AIM OF THE EXERCISE —
Nothing but the lines from the one with "async fn fetch(&self, url: &Url)" down to the one with "let status = response.status();" should be returned, exactly and with both ends included, from the material below.

DATA FOR ANALYSIS —
-.-.-
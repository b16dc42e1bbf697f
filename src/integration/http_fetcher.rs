//! HTTP asset fetcher.
//!
//! Downloads the payload URL with `reqwest` and decodes it as PNG into
//! 8-bit samples (palette and low bit depths expanded).
//!
//! # Example
//!
//! ```ignore
//! use tagcast::{HttpFetcher, Session};
//!
//! let session = Session::builder(HttpFetcher::new(), renderer)
//!     .build(tokio::runtime::Handle::current())?;
//! ```

use url::Url;

use crate::cache::{AssetFetcher, ImageAsset};
use crate::error::FetchError;

/// [`AssetFetcher`] backed by a shared `reqwest` client.
#[derive(Debug, Clone, Default)]
pub struct HttpFetcher {
    client: reqwest::Client,
}

impl HttpFetcher {
    pub fn new() -> Self {
        Self::default()
    }

    /// Use a preconfigured client (timeouts, proxies, ...).
    pub fn with_client(client: reqwest::Client) -> Self {
        Self { client }
    }
}

impl AssetFetcher for HttpFetcher {
    async fn fetch(&self, url: &Url) -> Result<ImageAsset, FetchError> {
        let response = self
            .client
            .get(url.clone())
            .send()
            .await
            .map_err(|e| FetchError::network(url.as_str(), e))?;

        let status = response.status();
        if !status.is_success() {
            return Err(FetchError::Status {
                url: url.to_string(),
                status: status.as_u16(),
            });
        }

        let body = response
            .bytes()
            .await
            .map_err(|e| FetchError::network(url.as_str(), e))?;
        decode_png(url, &body)
    }
}

fn decode_png(url: &Url, bytes: &[u8]) -> Result<ImageAsset, FetchError> {
    let mut decoder = png::Decoder::new(bytes);
    decoder.set_transformations(png::Transformations::EXPAND);
    let mut reader = decoder
        .read_info()
        .map_err(|e| FetchError::decode(url.as_str(), e))?;

    let mut pixels = vec![0; reader.output_buffer_size()];
    let frame = reader
        .next_frame(&mut pixels)
        .map_err(|e| FetchError::decode(url.as_str(), e))?;
    pixels.truncate(frame.buffer_size());

    Ok(ImageAsset::new(frame.width, frame.height, pixels))
}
-.-.-
ANSWER BOX —
    async fn fetch(&self, url: &Url) -> Result<ImageAsset, FetchError> {
        let response = self
            .client
            .get(url.clone())
            .send()
            .await
            .map_err(|e| FetchError::network(url.as_str(), e))?;

        let status = response.status();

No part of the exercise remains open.